First, does this work well (or at all) with the HR44 Genie?

Does DirecTV still offer these to a customer at no cost? Reduced cost?

I noticed Solid Signal has the AM21N for $49, which seems like a good price. I was considering it, but only if it works well with the HR44.


----------



## sigma1914 (Sep 5, 2006)

Yes it works.

Call and ask.


----------



## HoTat2 (Nov 16, 2005)

Have three AM21s here (two latest of which are actually AM21Ns).

Got those two more recent ones for free via Retention.

One during the Tribune squabble last year and the other from just a random call in to Retention one day earlier this year and got lucky.

Sub. since '95 with almost always the highest package helped I guess ...


----------



## RBA (Apr 14, 2013)

It depends on what channels you want to tune in. Only channels in Directv data base are available it won't scan for channels and new subchannels won't be available until Directv adds them to the data base.


----------



## Lord Vader (Sep 20, 2004)

Well, this one would be for my account in Houston. I'm sure Houston's locals are in DirecTV's database.


----------



## RBA (Apr 14, 2013)

Lord Vader said:


> Well, this one would be for my account in Houston. I'm sure Houston's locals are in DirecTV's database.

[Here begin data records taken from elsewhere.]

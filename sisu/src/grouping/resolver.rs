use std::collections::BTreeSet;
use std::fmt;

use serde::Serialize;

use crate::grouping::mapping::{SubjectGroupMapping, OTHER_GROUP};
use crate::grouping::rules::{GroupRuleTable, ELECTIVE_GROUPS, SPECIALIZED_GROUPS};

/// Resultado de la resolución: un único 교과(군) o una combinación explícita.
#[derive(Debug, Clone, PartialEq, Eq, Serialize)]
#[serde(untagged)]
pub enum ResolvedLabel {
    Single(String),
    /// Grupos ordenados; se muestran como `A + B`.
    Combination(Vec<String>),
}

impl ResolvedLabel {
    pub fn labels(&self) -> Vec<&str> {
        match self {
            ResolvedLabel::Single(s) => vec![s.as_str()],
            ResolvedLabel::Combination(v) => v.iter().map(String::as_str).collect(),
        }
    }

    pub fn is_combination(&self) -> bool {
        matches!(self, ResolvedLabel::Combination(_))
    }
}

impl fmt::Display for ResolvedLabel {
    fn fmt(&self, f: &mut fmt::Formatter<'_>) -> fmt::Result {
        match self {
            ResolvedLabel::Single(s) => f.write_str(s),
            ResolvedLabel::Combination(v) => f.write_str(&v.join(" + ")),
        }
    }
}

/// Clasificador ramo -> 교과(군). Se construye una vez por ejecución y se pasa por referencia.
#[derive(Debug, Clone, Default)]
pub struct SubjectGroupResolver {
    mapping: SubjectGroupMapping,
    rules: GroupRuleTable,
}

impl SubjectGroupResolver {
    pub fn new(mapping: SubjectGroupMapping, rules: GroupRuleTable) -> Self {
        SubjectGroupResolver { mapping, rules }
    }

    /// Mapeo dado + tabla de reglas por defecto.
    pub fn with_default_rules(mapping: SubjectGroupMapping) -> Self {
        Self::new(mapping, GroupRuleTable::korean_default())
    }

    pub fn mapping(&self) -> &SubjectGroupMapping {
        &self.mapping
    }

    /// Búsqueda directa de un ramo (sin colapso de reglas).
    pub fn resolve_single_subject(&self, subject: &str) -> String {
        self.mapping.group_of(subject).to_string()
    }

    /// Conjunto ordenado de 교과(군) crudos de una lista de ramos.
    pub fn raw_groups<'s, I>(&self, subjects: I) -> BTreeSet<String>
    where
        I: IntoIterator<Item = &'s str>,
    {
        subjects.into_iter().map(|s| self.resolve_single_subject(s)).collect()
    }

    /// Resuelve los ramos de un docente a una etiqueta canónica.
    pub fn resolve<'s, I>(&self, subjects: I) -> ResolvedLabel
    where
        I: IntoIterator<Item = &'s str>,
    {
        self.resolve_groups(&self.raw_groups(subjects))
    }

    /// Aplica las reglas de colapso sobre un conjunto de 교과(군) ya mapeados.
    pub fn resolve_groups(&self, groups: &BTreeSet<String>) -> ResolvedLabel {
        log::debug!("교과군 antes de reglas: {:?}", groups);
        let mut candidates = groups.clone();
        if candidates.is_empty() {
            candidates.insert(OTHER_GROUP.to_string());
        }

        // 교양/기타 sobran si hay un grupo real
        if candidates.len() >= 2 {
            let real: BTreeSet<String> = candidates
                .iter()
                .filter(|g| !ELECTIVE_GROUPS.contains(&g.as_str()))
                .cloned()
                .collect();
            if !real.is_empty() {
                candidates = real;
            }
        }

        if let Some(rule) = self.rules.find(&candidates) {
            log::debug!("Regla aplicada: {:?} -> {}", rule.labels, rule.replacement);
            candidates = BTreeSet::from([rule.replacement.clone()]);
        }

        if candidates.iter().any(|g| SPECIALIZED_GROUPS.contains(&g.as_str())) {
            let rest: BTreeSet<String> = candidates
                .iter()
                .filter(|g| !SPECIALIZED_GROUPS.contains(&g.as_str()))
                .cloned()
                .collect();
            if !rest.is_empty() {
                log::debug!("Regla 전문 교과/진로 aplicada");
                candidates = rest;
            }
        }

        let mut labels: Vec<String> = candidates.into_iter().collect();
        if labels.len() == 1 {
            ResolvedLabel::Single(labels.remove(0))
        } else {
            ResolvedLabel::Combination(labels)
        }
    }
}

#[cfg(test)]
mod tests {
    use super::*;

    fn resolver() -> SubjectGroupResolver {
        SubjectGroupResolver::with_default_rules(SubjectGroupMapping::from_pairs([
            ("물리학Ⅰ", "과학"),
            ("화학Ⅰ", "과학"),
            ("기술·가정", "기술·가정"),
            ("수학Ⅰ", "수학"),
            ("국어", "국어"),
            ("진로와 직업", "진로"),
            ("공업일반", "전문 교과"),
            ("논술", "교양"),
            ("보건", "보건"),
            ("정보", "정보"),
        ]))
    }

    fn groups(items: &[&str]) -> BTreeSet<String> {
        items.iter().map(|s| s.to_string()).collect()
    }

    #[test]
    fn test_precedencia_ciencia_tecnologia() {
        let r = resolver();
        assert_eq!(r.resolve(["물리학Ⅰ", "기술·가정"]), ResolvedLabel::Single("과학".into()));
    }

    #[test]
    fn test_independiente_del_orden() {
        let r = resolver();
        let a = r.resolve(["국어", "수학Ⅰ", "물리학Ⅰ"]);
        let b = r.resolve(["물리학Ⅰ", "국어", "수학Ⅰ"]);
        assert_eq!(a, b);
        assert_eq!(a.to_string(), "과학 + 국어 + 수학");
    }

    #[test]
    fn test_electivos_se_descartan() {
        let r = resolver();
        assert_eq!(r.resolve(["논술", "국어"]), ResolvedLabel::Single("국어".into()));
        assert_eq!(r.resolve(["논술", "미분류"]), ResolvedLabel::Combination(vec!["교양".into(), "기타".into()]));
        assert_eq!(r.resolve(["미분류"]), ResolvedLabel::Single("기타".into()));
    }

    #[test]
    fn test_electivos_luego_regla() {
        // {과학, 기술·가정, 기타} -> sin 기타 -> regla 과학
        let r = resolver();
        assert_eq!(r.resolve(["화학Ⅰ", "기술·가정", "미분류"]), ResolvedLabel::Single("과학".into()));
    }

    #[test]
    fn test_especializados() {
        let r = resolver();
        assert_eq!(r.resolve(["진로와 직업", "공업일반"]), ResolvedLabel::Single("전문 교과".into()));
        assert_eq!(r.resolve_groups(&groups(&["진로", "과학", "수학"])), ResolvedLabel::Combination(vec!["과학".into(), "수학".into()]));
        assert_eq!(r.resolve_groups(&groups(&["진로", "사회"])), ResolvedLabel::Single("사회".into()));
        assert_eq!(r.resolve(["진로와 직업"]), ResolvedLabel::Single("진로".into()));
    }

    #[test]
    fn test_conjunto_vacio() {
        assert_eq!(resolver().resolve_groups(&BTreeSet::new()), ResolvedLabel::Single("기타".into()));
    }

    #[test]
    fn test_resolve_single_subject() {
        let r = resolver();
        assert_eq!(r.resolve_single_subject("*정보"), "정보");
        assert_eq!(r.resolve_single_subject("없는과목"), "기타");
    }
}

It is not a question of the main city being in the data base but of other near by stations not being receivable. DISH tuners can scan for signals and as long as the TV carrier is strong enough it will tune the station, but Directv won't recognize the station unless it is in the data base.
Poor example but it mighgt clear up your question. If you lived in McKinney TX.. Your DMA would be Dallas and FOX would be channel 4. If you could receive it 12.3 KXII out of Sherman/ Denison is also FOX but may not be in the data base for the AM21 so even if you could receive it the AM21 would not recognize it. I don't have an AM21 so I don't know if this would still be true seeing I haven't had Directv for years.


----------



## CCarncross (Jul 19, 2005)

Lord Vader said:


> First, does this work well (or at all) with the HR44 Genie? *They work great with all current models*
> 
> Does DirecTV still offer these to a customer at no cost? Reduced cost? *They never really offered them at no or reduced cost, but some people have demanded them for the typical reasons......*
> 
> ...


----------